Museu do Açúcar dinamiza amanhã último workshop do ano letivo

O Museu A Cidade do Açúcar dinamiza esta quinta-feira o último de uma série de workshops, conferências e seminários temáticos que estão a decorrer desde o passado mês de fevereiro, sob o título “O Ciclo do Açúcar”. A principal missão deste conjunto de eventos tem sido dar a conhecer aos visitantes os principais testemunhos da produção e tecnologia açucareira que este museu preserva no seu acervo, daquele que é um dos períodos económicos mais significativos de toda a História da Madeira (séculos XV a XVII). Estas foram atividades pensadas para todos os públicos e que têm permitido que o museu se torne mais interativo entre a sua exposição e a comunidade.

A derradeira conferência agendada para o corrente ano letivo 2017/18 será, assim, realizada amanhã, dia 22 de junho, pelas 15h30, no Museu do Açúcar, e terá como tema “As Palavras da Cultura Açucareira no Atlântico”. A oradora convidada é a Professora Doutora Naidea Nunes, licenciada em Línguas e Literaturas Modernas e mestre em Linguística Portuguesa, pela Faculdade de Letras da Universidade de Lisboa. Naidea Nunes é, ainda, doutorada em Linguística Romântica pela Universidade da Madeira e pós-doutorada em Ciências da Linguagem e Linguística Aplicada pelo Instituto Universitário de Linguística Aplicada da Universidade Pompeu de Fabra, em Barcelona (Espanha).

A oradora explica que “as palavras têm uma origem, uma história e um percurso geográfico associados à evolução civilizacional e à mobilidade humana.
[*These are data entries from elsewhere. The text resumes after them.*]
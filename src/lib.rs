//! Explainable track recommendations from listening behavior.
//!
//! Core modules:
//! - [`scoring`] - Interaction scoring (behavior to a bounded 0-5 affinity)
//! - [`profile`] - Content feature vectors and cosine similarity
//! - [`content`] - Content-based, seed-track and genre/artist-seeded ranking
//! - [`collaborative`] - User-based collaborative filtering
//! - [`hybrid`] - Weighted blending with a diversity pass
//! - [`fallback`] - Popular, trending and new release lists
//! - [`engine`] - Request validation, dispatch and failure recovery
//!
//! ### Supporting Modules
//!
//! - [`models`] - Tracks, interactions, requests and responses
//! - [`store`] - Data-access traits the engine is built on
//! - [`db`] - SQLite implementation of those traits
//! - [`error`] - Validation and storage errors
//! - [`config`] - Data directory and engine tuning
//! - [`cli`] - Command-line interface definitions with clap integration
//! - [`completion`] - Shell completion generation
//!
//! ## Quick Start Example
//!
//! ```no_run
//! use resonance::config::EngineConfig;
//! use resonance::db::{NewTrack, SqliteStore};
//! use resonance::engine::RecommendationEngine;
//! use resonance::models::{InteractionType, RecommendationRequest, Strategy};
//! use resonance::store::Stores;
//! use std::sync::Arc;
//!
//! let store = Arc::new(SqliteStore::open(&resonance::config::get_db_path()?)?);
//! let user = store.add_user("alice")?;
//! let track = store.add_track(&NewTrack::new("Teardrop").artists(&["Massive Attack"]).genres(&["trip hop"]))?;
//!
//! let engine = RecommendationEngine::new(Stores::shared(store), EngineConfig::default());
//! engine.record_interaction(user, track, InteractionType::Play, Some(320.0))?;
//! engine.record_interaction(user, track, InteractionType::Like, None)?;
//!
//! let request = RecommendationRequest::for_user(user, Strategy::Hybrid).with_limit(5);
//! for item in engine.get_recommendations(&request)?.recommendations {
//!     println!("{} ({:.2}): {}", item.track.title, item.score, item.reason);
//! }
//! # Ok::<(), Box<dyn std::error::Error>>(())
//! ```
//!
//! ## Strategies
//!
//! | Strategy         | Needs                 | Algorithm label                          |
//! |------------------|-----------------------|------------------------------------------|
//! | `CONTENT_BASED`  | user                  | `TF-IDF + Cosine Similarity`             |
//! | `COLLABORATIVE`  | user                  | `User-Based Collaborative Filtering`     |
//! | `HYBRID`         | user                  | `Hybrid (Collaborative + Content-Based)` |
//! | `SIMILAR_TRACKS` | seed track            | `Content Similarity`                     |
//! | `GENRE_BASED`    | seed genres           | `Genre Similarity`                       |
//! | `ARTIST_BASED`   | seed artists          | `Artist Similarity`                      |
//! | `TRENDING`       | nothing               | `Trending (Recent Play Volume)`          |
//! | `NEW_RELEASES`   | nothing               | `Recency-based`                          |
//!
//! Personalized strategies without enough signal answer with the popular
//! list (`Popularity-based`) and set `fallback_used`.
//!
//! ## Error Handling
//!
//! [`engine::RecommendationEngine::get_recommendations`] only ever fails
//! with a validation error. Storage failures are logged and answered with
//! the trending list. Collaborator traits return `anyhow::Result`.

pub mod cli;
pub mod collaborative;
pub mod completion;
pub mod config;
pub mod content;
pub mod db;
pub mod engine;
pub mod error;
pub mod fallback;
pub mod hybrid;
pub mod models;
pub mod profile;
pub mod scoring;
pub mod store;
Desta forma, algumas palavras da Cultura Açucareira no Atlântico chegaram à Madeira do Mediterrâneo, mas outras surgiram do grande desenvolvimento da produção açucareira na ilha.” A partir da Madeira, refere Naidea Nunes, “a tecnologia e a terminologia açucareiras foram levadas diretamente para as Canárias, Cabo Verde, S. Tomé e Príncipe e Brasil e, indiretamente, através das Canárias, para toda a América Latina. É por isso que, hoje em dia, ainda encontramos, em todos esses territórios, onde se conserva a produção açucareira tradicional ou industrial, palavras da antiga cultura açucareira madeirense.” Este será justamente o tema da conferência desta quinta-feira, rematando a investigadora que “o açúcar de cana foi provavelmente o primeiro produto global que cimentou a unidade linguística e cultural que existe entre os dois lados do Atlântico.”

A Câmara Municipal do Funchal tem procurado ativamente dinamizar o renovado Museu do Açúcar, capitalizando a sua reabertura e procurando fazê-lo extrapolar o carácter mais estanque deste tipo de museu tradicional. É já no próximo dia 4 de julho que o Museu A Cidade do Açúcar assinala um ano desde a sua reabertura de portas, encerrando um hiato de seis anos, imposto pelas inundações do temporal de 20 de fevereiro de 2010, e a resposta de madeirenses e turistas tem sido de relevar, traduzindo bem a dinâmica que foi empregue ao novo espaço.